Jan 22nd, 2018 OWI Is it Unlawful to Operate a Drone While Intoxicated?

Yes, it may be unlawful to operate a drone while intoxicated at the federal level, and may soon be unlawful at the state level as well. The punishment varies depending on the specific law violated.

As drones become more common and more popular, some states are looking at drafting laws that will impose criminal consequences, including the possibility of jail, for operating a drone while intoxicated.   An example of this is the New Jersey law that was introduced in June 2017, and that passed both houses on January 10, 2018.  The law is expected to be signed into law. The punishment for a violation of the New Jersey statute is up to six months in prison or a $1,000 fine.

The text of the New Jersey law first sets forth the definition of the word ‘Operate,” as meaning “to fly, control, direct, or program the flight of an unmanned aircraft system.”  Relative to alcohol, the statute makes droning while intoxicated unlawful, and indicates specifically:

A person commits a disorderly persons offense if he operates an unmanned aircraft system while under the influence of intoxicating liquor, a narcotic, hallucinogenic, or habit-producing drug or with a blood alcohol concentration of 0.08% or more by weight of alcohol in the defendant’s blood.

The law also proscribes many other types of unlawful operation of drones that do not involve intoxicated operation, such as operation endangering a correctional facility or interfering with first responders such as police and firefighters, or using drones to hunt wildlife or endanger people or property.

At the federal level, things are a bit more complicated, but it appears that CFR § 91.17 covers the commercial operation of drones, and provides:

Alcohol or drugs

  1. No person may act or attempt to act as a crewmember of a civil aircraft –
  2. Within 8 hours after the consumption of any alcoholic beverage;
  3. While under the influence of alcohol;
  4. While using any drug that affects the person’s faculties in any way contrary to safety; or
  5. While having an alcohol concentration of 0.04 or greater in a blood or breath specimen.
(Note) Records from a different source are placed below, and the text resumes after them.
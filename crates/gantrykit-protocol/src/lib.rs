//! # GantryKit Protocol
//!
//! Byte-exact codec for the framed binary command protocol spoken by
//! multi-axis gantry controllers over serial. Covers the frame layout,
//! the CRC-8/Maxim check byte, the full command catalog, and a resumable
//! decoder for the controller's response stream.
//!
//! This crate is pure: no I/O, no transport. Pair it with
//! `gantrykit-communication` for the serial session and command queue.

pub mod axes;
pub mod checksum;
pub mod command;
pub mod decoder;
pub mod error;
pub mod frame;

pub use axes::{Axis, AxisSet, UnknownAxis};
pub use checksum::crc8_maxim;
pub use command::{AxisPower, BlinkRate, Command};
pub use decoder::{DecodeEvent, Decoder, Response};
pub use error::{DeviceError, FramingError};
pub use frame::{Frame, MAX_PAYLOAD, SYNC};
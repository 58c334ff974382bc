//! Web server for browser-based sequence analysis.
//!
//! This module provides a small web interface using Axum. Users paste a
//! sequence (raw or FASTA), choose a frame and options, and see the
//! translation and motif hits.
//!
//! ## Starting the Server
//!
//! ```text
//! # Start on default port 8080
//! dna-motif-finder serve
//!
//! # Custom port and auto-open browser
//! dna-motif-finder serve --port 3000 --open
//!
//! # Bind to all interfaces
//! dna-motif-finder serve --address 0.0.0.0
//! ```
//!
//! ## API Endpoints
//!
//! - `GET /` - Main page with the analysis form
//! - `POST /api/analyze` - Analyze a sequence (JSON body)
//! - `GET /api/iupac` - List the IUPAC codes accepted in motifs
//! - `GET /api/health` - Liveness check

pub mod server;
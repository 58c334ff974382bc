//! Sequence analysis core: normalization, translation and motif search.
//!
//! This module provides the fundamental types and operations used by both
//! the command-line tool and the web service:
//!
//! - [`DnaSequence`]: A validated, uppercase sequence over {A, C, G, T, N}
//! - [`Frame`]: A reading frame (1, 2 or 3)
//! - [`Motif`]: A validated IUPAC motif with overlapping search
//! - [`analyze`]: The single entry point combining all three
//!
//! ## IUPAC Codes
//!
//! | Code | Bases | Code | Bases |
//! |------|-------|------|-------|
//! | R    | A, G  | M    | A, C  |
//! | Y    | C, T  | B    | C, G, T |
//! | S    | C, G  | D    | A, G, T |
//! | W    | A, T  | H    | A, C, T |
//! | K    | G, T  | V    | A, C, G |
//! | N    | A, C, G, T | | |
//!
//! All operations are pure and the genetic code and IUPAC tables are
//! `static`, so concurrent callers share nothing mutable.

pub mod analysis;
pub mod error;
pub mod motif;
pub mod sequence;
pub mod translate;
pub mod types;

pub use analysis::{analyze, AnalysisOptions, AnalysisResult};
pub use error::AnalysisError;
pub use motif::{find_motifs, Motif};
pub use sequence::{normalize_dna, DnaSequence};
pub use translate::translate;
pub use types::Frame;
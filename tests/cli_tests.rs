//! End-to-end tests for the command-line tool.
//!
//! These drive the compiled binary with flags, files, stdin and the
//! interactive prompt, checking stdout, stderr and exit status.

use assert_cmd::Command;
use predicates::prelude::*;
use std::io::Write;
use tempfile::NamedTempFile;

fn cmd() -> Command {
    Command::cargo_bin("dna-motif-finder").expect("binary should build")
}

#[test]
fn test_translate_with_stop_at_stop() {
    cmd()
        .args(["ATGAAATGA", "--stop-at-stop"])
        .assert()
        .success()
        .stdout(predicate::str::contains("DNA:      ATGAAATGA"))
        .stdout(predicate::str::contains("Protein:  MK*"))
        .stdout(predicate::str::contains("Stop at stop: yes"));
}

#[test]
fn test_lowercase_input_is_normalized() {
    cmd()
        .args(["atg aaa tga"])
        .assert()
        .success()
        .stdout(predicate::str::contains("DNA:      ATGAAATGA"));
}

#[test]
fn test_motif_positions_reported() {
    cmd()
        .args([
            "ATGGCCATTGTAATGGGCCGCTGAAAGGGTGCCCGATAG",
            "--motif",
            "ggn",
        ])
        .assert()
        .success()
        .stdout(predicate::str::contains(
            "Motif 'GGN' found at positions (0-based): 2, 14, 15, 26, 27",
        ));
}

#[test]
fn test_motif_not_found() {
    cmd()
        .args(["AAAA", "--motif", "C"])
        .assert()
        .success()
        .stdout(predicate::str::contains("Motif 'C' not found."));
}

#[test]
fn test_reverse_complement_and_frame() {
    cmd()
        .args(["TCATTTCAT", "--reverse-complement", "--frame", "2"])
        .assert()
        .success()
        .stdout(predicate::str::contains("Protein:  HF"))
        .stdout(predicate::str::contains("Reverse complement: yes"));
}

#[test]
fn test_json_output() {
    let output = cmd()
        .args(["ATGAAATGA", "--motif", "AAR", "--format", "json"])
        .output()
        .unwrap();
    assert!(output.status.success());

    let json: serde_json::Value = serde_json::from_slice(&output.stdout).unwrap();
    assert_eq!(json["dna"], "ATGAAATGA");
    assert_eq!(json["protein"], "MK*");
    assert_eq!(json["frame"], 1);
    assert_eq!(json["motif"], "AAR");
    assert_eq!(json["motif_positions"], serde_json::json!([3]));
}

#[test]
fn test_tsv_output() {
    cmd()
        .args(["ATG", "-f", "tsv"])
        .assert()
        .success()
        .stdout(predicate::str::starts_with("dna\tprotein\tframe"))
        .stdout(predicate::str::contains("ATG\tM\t1\tfalse\tfalse\t\t"));
}

#[test]
fn test_invalid_base_fails() {
    cmd()
        .args(["ATGXAA"])
        .assert()
        .failure()
        .stderr(predicate::str::contains("invalid base 'X'"));
}

#[test]
fn test_invalid_motif_fails() {
    cmd()
        .args(["ATGAAA", "--motif", "AZ"])
        .assert()
        .failure()
        .stderr(predicate::str::contains("Unsupported motif symbol 'Z'"));
}

#[test]
fn test_empty_motif_fails() {
    cmd()
        .args(["ATGAAA", "--motif", ""])
        .assert()
        .failure()
        .stderr(predicate::str::contains("Motif cannot be empty"));
}

#[test]
fn test_frame_out_of_range_is_a_usage_error() {
    cmd()
        .args(["ATGAAA", "--frame", "4"])
        .assert()
        .failure()
        .stderr(predicate::str::contains("--frame"));
}

#[test]
fn test_fasta_file_input() {
    let mut temp = NamedTempFile::with_suffix(".fa").unwrap();
    temp.write_all(b">orf1 test record\nATGAAA\nTGA\n").unwrap();
    temp.flush().unwrap();

    cmd()
        .arg("--input")
        .arg(temp.path())
        .arg("--stop-at-stop")
        .assert()
        .success()
        .stdout(predicate::str::contains("Protein:  MK*"));
}

#[test]
fn test_stdin_input() {
    cmd()
        .args(["--input", "-"])
        .write_stdin(">seq\nATGGGG\nTAA\n")
        .assert()
        .success()
        .stdout(predicate::str::contains("Protein:  MG*"));
}

#[test]
fn test_missing_file_fails() {
    cmd()
        .args(["--input", "/nonexistent/sequence.fa"])
        .assert()
        .failure()
        .stderr(predicate::str::contains("IO error"));
}

#[test]
fn test_interactive_mode() {
    cmd()
        .write_stdin("ATGAAATGA\n1\nn\ny\nAAR\n")
        .assert()
        .success()
        .stderr(predicate::str::contains("DNA sequence: "))
        .stdout(predicate::str::contains("Protein:  MK*"))
        .stdout(predicate::str::contains(
            "Motif 'AAR' found at positions (0-based): 3",
        ));
}

#[test]
fn test_interactive_mode_reprompts() {
    cmd()
        .write_stdin("ATGU\nATG\n9\n1\n\n\n\n")
        .assert()
        .success()
        .stderr(predicate::str::contains("invalid base 'U'"))
        .stderr(predicate::str::contains("Frame must be 1, 2, or 3"))
        .stdout(predicate::str::contains("Protein:  M"));
}

#[test]
fn test_interactive_mode_eof_fails() {
    cmd().write_stdin("").assert().failure();
}
use serde::{Deserialize, Serialize};

use crate::core::error::AnalysisError;

/// Reading frame (1, 2 or 3)
#[derive(Debug, Clone, Copy, PartialEq, Eq, PartialOrd, Ord, Hash, Serialize, Deserialize)]
#[serde(try_from = "i64", into = "u8")]
pub struct Frame(u8);

impl Frame {
    pub const FIRST: Self = Self(1);

    /// Validate a caller-supplied frame number.
    ///
    /// # Errors
    ///
    /// Returns `AnalysisError::InvalidFrame` unless `frame` is 1, 2 or 3.
    #[allow(clippy::cast_possible_truncation, clippy::cast_sign_loss)] // Range checked below
    pub fn new(frame: i64) -> Result<Self, AnalysisError> {
        match frame {
            1..=3 => Ok(Self(frame as u8)),
            _ => Err(AnalysisError::InvalidFrame(frame.to_string())),
        }
    }

    #[must_use]
    pub fn number(self) -> u8 {
        self.0
    }

    /// Number of leading bases skipped before the first codon.
    #[must_use]
    pub fn offset(self) -> usize {
        usize::from(self.0 - 1)
    }
}

impl Default for Frame {
    fn default() -> Self {
        Self::FIRST
    }
}

impl TryFrom<i64> for Frame {
    type Error = AnalysisError;

    fn try_from(value: i64) -> Result<Self, Self::Error> {
        Self::new(value)
    }
}

impl From<Frame> for u8 {
    fn from(frame: Frame) -> Self {
        frame.0
    }
}

impl std::fmt::Display for Frame {
    fn fmt(&self, f: &mut std::fmt::Formatter<'_>) -> std::fmt::Result {
        write!(f, "{}", self.0)
    }
}
use clap::Parser;
use tracing_subscriber::EnvFilter;

use dna_motif_finder::{cli, web};

fn main() -> anyhow::Result<()> {
    let cli = cli::Cli::parse();

    // Initialize logging based on verbosity flag
    let filter = if cli.verbose {
        EnvFilter::new("dna_motif_finder=debug,info")
    } else {
        EnvFilter::new("dna_motif_finder=warn")
    };

    tracing_subscriber::fmt()
        .with_env_filter(filter)
        .with_writer(std::io::stderr)
        .with_target(false)
        .without_time()
        .init();

    match cli.command {
        Some(cli::Commands::Serve(args)) => {
            web::server::run(args)?;
        }
        None if cli.analyze.has_input() => {
            cli::analyze::run(cli.analyze, cli.format, cli.verbose)?;
        }
        None => {
            cli::interactive::run(cli.format, cli.verbose)?;
        }
    }

    Ok(())
}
Alcohol concentration means grams of alcohol per deciliter of blood or grams of alcohol per 210 liters of breath.

According to aviation attorney Jonathan Rupprecht, for non-commercial drone operators, the law does not specifically prohibit drinking in droning.  However, like the proposed New Jersey Law, CRF § 101.43 does indicate that “no person may operate model aircraft so as to endanger the safety of the national airspace system.”  It is arguably a violation of this law to operate a drone while intoxicated.

At some point, Michigan’s lawmakers are likely to address the issue of intoxicated droning.  Based on the way these matters are generally addressed, it seems likely that in Michigan the punishment for drunk droning will be greater than it is New Jersey.